During the last third of the nineteenth century, classical physics, based on the works of Galileo and Newton, was showing signs of weakness in the face of certain phenomena related to the mechanical view of the world viewed from a novel perspective based on the concept of energy. The result was a bitter dispute between "atomists" and "energists". But where the most profound conceptual difficulties arose was in the attempts to harmonise Maxwell's electro-magnetic theory and the principles of Newtonian physics, an incompatibility that was resolved by Einstein's bold proposals, propounded in one of his celebrated articles of 1905. From his earliest work, Einstein showed a great intuitive capacity to discern physical laws, a power of concentration that enabled him to shut himself off whenever he needed, an unusual sharpness in thinking up "mental experiments", and above all a broad and up-to-date knowledge of the science of his time.
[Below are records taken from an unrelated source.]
#![forbid(unsafe_code)]

//! Core: observables, clocks, and the timer scheduler.
//!
//! Everything in Cadence is single-threaded. Values live in
//! [`Observable`](reactive::Observable)s, time is read through a
//! [`Clock`](clock::Clock), and delayed work is owned by a
//! [`Scheduler`](timer::Scheduler) that the application's event loop (or a
//! test holding a [`LabClock`](clock::LabClock)) drives.

pub mod clock;
mod logging;
pub mod reactive;
pub mod timer;

pub use clock::{Clock, LabClock};
pub use reactive::{Observable, Subscription};
pub use timer::{Scheduler, TimerId, TimerSlot};
#![forbid(unsafe_code)]

//! Rate-limited function gates.
//!
//! A gate sits in front of a sink `FnMut(A)` and decides *when* calls reach
//! it. Both gates keep only the latest argument while waiting.
//!
//! - [`Debouncer`]: trailing edge only. Each call restarts the window; the
//!   sink runs once the window elapses with no further calls.
//! - [`Throttler`]: leading edge plus one trailing catch-up per window.
//!
//! # Invariants
//!
//! 1. A gate owns exactly one [`TimerSlot`]; re-arming clears the old timer.
//! 2. Timer callbacks hold only a `Weak` reference. Dropping the gate clears
//!    its timer and no pending call ever reaches the sink.
//! 3. State transitions complete before the sink runs, so a sink may call back
//!    into its own gate.

use std::cell::RefCell;
use std::fmt;
use std::rc::{Rc, Weak};

use cadence_core::{Scheduler, TimerSlot};
use web_time::Duration;

use super::DEFAULT_WINDOW;

type Sink<A> = RefCell<Box<dyn FnMut(A)>>;

// ─── Debouncer ───────────────────────────────────────────────────────────────

struct DebounceInner<A> {
    window: Duration,
    slot: RefCell<TimerSlot>,
    pending: RefCell<Option<A>>,
    sink: Sink<A>,
}

/// Trailing-edge debounce gate.
///
/// # Example
///
/// ```
/// use cadence_core::Scheduler;
/// use cadence_runtime::rate_limit::Debouncer;
/// use std::cell::RefCell;
/// use std::rc::Rc;
/// use web_time::Duration;
///
/// let (sched, _lab) = Scheduler::lab();
/// let out = Rc::new(RefCell::new(Vec::new()));
/// let o = Rc::clone(&out);
/// let gate = Debouncer::new(&sched, Duration::from_millis(50), move |v: i32| {
///     o.borrow_mut().push(v)
/// });
///
/// gate.call(1);
/// gate.call(2);
/// sched.advance(Duration::from_millis(50));
/// assert_eq!(*out.borrow(), vec![2]);
/// ```
pub struct Debouncer<A> {
    inner: Rc<DebounceInner<A>>,
}

impl<A> fmt::Debug for Debouncer<A> {
    fn fmt(&self, f: &mut fmt::Formatter<'_>) -> fmt::Result {
        f.debug_struct("Debouncer")
            .field("window", &self.inner.window)
            .field("pending", &self.inner.pending.borrow().is_some())
            .finish()
    }
}

impl<A: 'static> Debouncer<A> {
    /// Create a gate that forwards to `sink` once `window` passes quietly.
    pub fn new(scheduler: &Scheduler, window: Duration, sink: impl FnMut(A) + 'static) -> Self {
        Self {
            inner: Rc::new(DebounceInner {
                window,
                slot: RefCell::new(TimerSlot::new(scheduler)),
                pending: RefCell::new(None),
                sink: RefCell::new(Box::new(sink)),
            }),
        }
    }

    /// Gate with the [`DEFAULT_WINDOW`].
    pub fn with_default_window(scheduler: &Scheduler, sink: impl FnMut(A) + 'static) -> Self {
        Self::new(scheduler, DEFAULT_WINDOW, sink)
    }

    /// Record `arg` and restart the window.
    pub fn call(&self, arg: A) {
        *self.inner.pending.borrow_mut() = Some(arg);
        let weak = Rc::downgrade(&self.inner);
        self.inner
            .slot
            .borrow_mut()
            .arm_timeout(self.inner.window, move || Self::flush(&weak));
    }

    /// Drop the pending call, if any.
    pub fn cancel(&self) {
        self.inner.slot.borrow_mut().clear();
        self.inner.pending.borrow_mut().take();
    }

    /// Whether a call is waiting for the window to elapse.
    #[must_use]
    pub fn is_pending(&self) -> bool {
        self.inner.pending.borrow().is_some()
    }

    /// The debounce window.
    #[must_use]
    pub fn window(&self) -> Duration {
        self.inner.window
    }

    fn flush(weak: &Weak<DebounceInner<A>>) {
        let Some(inner) = weak.upgrade() else { return };
        let Some(arg) = inner.pending.borrow_mut().take() else {
            return;
        };
        tracing::trace!(window_ms = inner.window.as_millis() as u64, "debounce flush");
        (inner.sink.borrow_mut())(arg);
    }
}

// ─── Throttler ───────────────────────────────────────────────────────────────

enum ThrottleState<A> {
    Idle,
    Cooling { pending: Option<A> },
}

struct ThrottleInner<A> {
    window: Duration,
    slot: RefCell<TimerSlot>,
    state: RefCell<ThrottleState<A>>,
    sink: Sink<A>,
}

/// Leading-edge throttle gate with a single trailing catch-up.
///
/// The first call while idle reaches the sink immediately and starts a
/// cooldown. Calls during the cooldown are held (latest wins); when the
/// cooldown ends, a held call reaches the sink and starts a new cooldown.
/// A cooldown that ends with nothing held returns the gate to idle.
pub struct Throttler<A> {
    inner: Rc<ThrottleInner<A>>,
}

impl<A> fmt::Debug for Throttler<A> {
    fn fmt(&self, f: &mut fmt::Formatter<'_>) -> fmt::Result {
        let state = match &*self.inner.state.borrow() {
            ThrottleState::Idle => "idle",
            ThrottleState::Cooling { pending: None } => "cooling",
            ThrottleState::Cooling { pending: Some(_) } => "cooling+pending",
        };
        f.debug_struct("Throttler")
            .field("window", &self.inner.window)
            .field("state", &state)
            .finish()
    }
}

impl<A: 'static> Throttler<A> {
    /// Create a gate that forwards to `sink` at most once per `window`, plus
    /// one trailing call.
    pub fn new(scheduler: &Scheduler, window: Duration, sink: impl FnMut(A) + 'static) -> Self {
        Self {
            inner: Rc::new(ThrottleInner {
                window,
                slot: RefCell::new(TimerSlot::new(scheduler)),
                state: RefCell::new(ThrottleState::Idle),
                sink: RefCell::new(Box::new(sink)),
            }),
        }
    }

    /// Gate with the [`DEFAULT_WINDOW`].
    pub fn with_default_window(scheduler: &Scheduler, sink: impl FnMut(A) + 'static) -> Self {
        Self::new(scheduler, DEFAULT_WINDOW, sink)
    }

    /// Forward `arg` now if idle, otherwise hold it for the trailing edge.
    pub fn call(&self, arg: A) {
        {
            let mut state = self.inner.state.borrow_mut();
            if let ThrottleState::Cooling { pending } = &mut *state {
                *pending = Some(arg);
                return;
            }
            *state = ThrottleState::Cooling { pending: None };
        }
        Self::start_cooldown(&self.inner);
        tracing::trace!(window_ms = self.inner.window.as_millis() as u64, "throttle leading edge");
        (self.inner.sink.borrow_mut())(arg);
    }

    /// Drop any held call and return to idle.
    pub fn cancel(&self) {
        self.inner.slot.borrow_mut().clear();
        *self.inner.state.borrow_mut() = ThrottleState::Idle;
    }

    /// Whether a call is held for the trailing edge.
    #[must_use]
    pub fn is_pending(&self) -> bool {
        matches!(
            &*self.inner.state.borrow(),
            ThrottleState::Cooling { pending: Some(_) }
        )
    }

    /// Whether the gate is inside a cooldown window.
    #[must_use]
    pub fn is_cooling(&self) -> bool {
        matches!(&*self.inner.state.borrow(), ThrottleState::Cooling { .. })
    }

    /// The throttle window.
    #[must_use]
    pub fn window(&self) -> Duration {
        self.inner.window
    }

    fn start_cooldown(inner: &Rc<ThrottleInner<A>>) {
        let weak = Rc::downgrade(inner);
        inner
            .slot
            .borrow_mut()
            .arm_timeout(inner.window, move || Self::cooldown_elapsed(&weak));
    }

    fn cooldown_elapsed(weak: &Weak<ThrottleInner<A>>) {
        let Some(inner) = weak.upgrade() else { return };
        let held = {
            let mut state = inner.state.borrow_mut();
            match std::mem::replace(&mut *state, ThrottleState::Idle) {
                ThrottleState::Cooling { pending: Some(arg) } => {
                    *state = ThrottleState::Cooling { pending: None };
                    Some(arg)
                }
                _ => None,
            }
        };
        let Some(arg) = held else { return };
        Self::start_cooldown(&inner);
        tracing::trace!(window_ms = inner.window.as_millis() as u64, "throttle trailing edge");
        (inner.sink.borrow_mut())(arg);
    }
}

// ─── Type-erased handle ──────────────────────────────────────────────────────

/// Object-safe view of a gate, used by guards that own one.
pub(crate) trait Gate {
    fn cancel(&self);
    fn is_pending(&self) -> bool;
}

impl<A: 'static> Gate for Debouncer<A> {
    fn cancel(&self) {
        Debouncer::cancel(self);
    }

    fn is_pending(&self) -> bool {
        Debouncer::is_pending(self)
    }
}

impl<A: 'static> Gate for Throttler<A> {
    fn cancel(&self) {
        Throttler::cancel(self);
    }

    fn is_pending(&self) -> bool {
        Throttler::is_pending(self)
    }
}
After he had concluded his work on relativity - successfully confirmed both in the calculation of the perihelion shift of Mercury and the eclipse of sun in 1919 - and following the publication of other highly important articles on the interaction between light and matter and on the fundaments of quantum physics, Einstein devoted his efforts to searching for a unification of the classical fundamental forces of nature: it was a frustrated aspiration which was to occupy much of the rest of his life, and which still today continues to be a challenge for twenty-first century physics.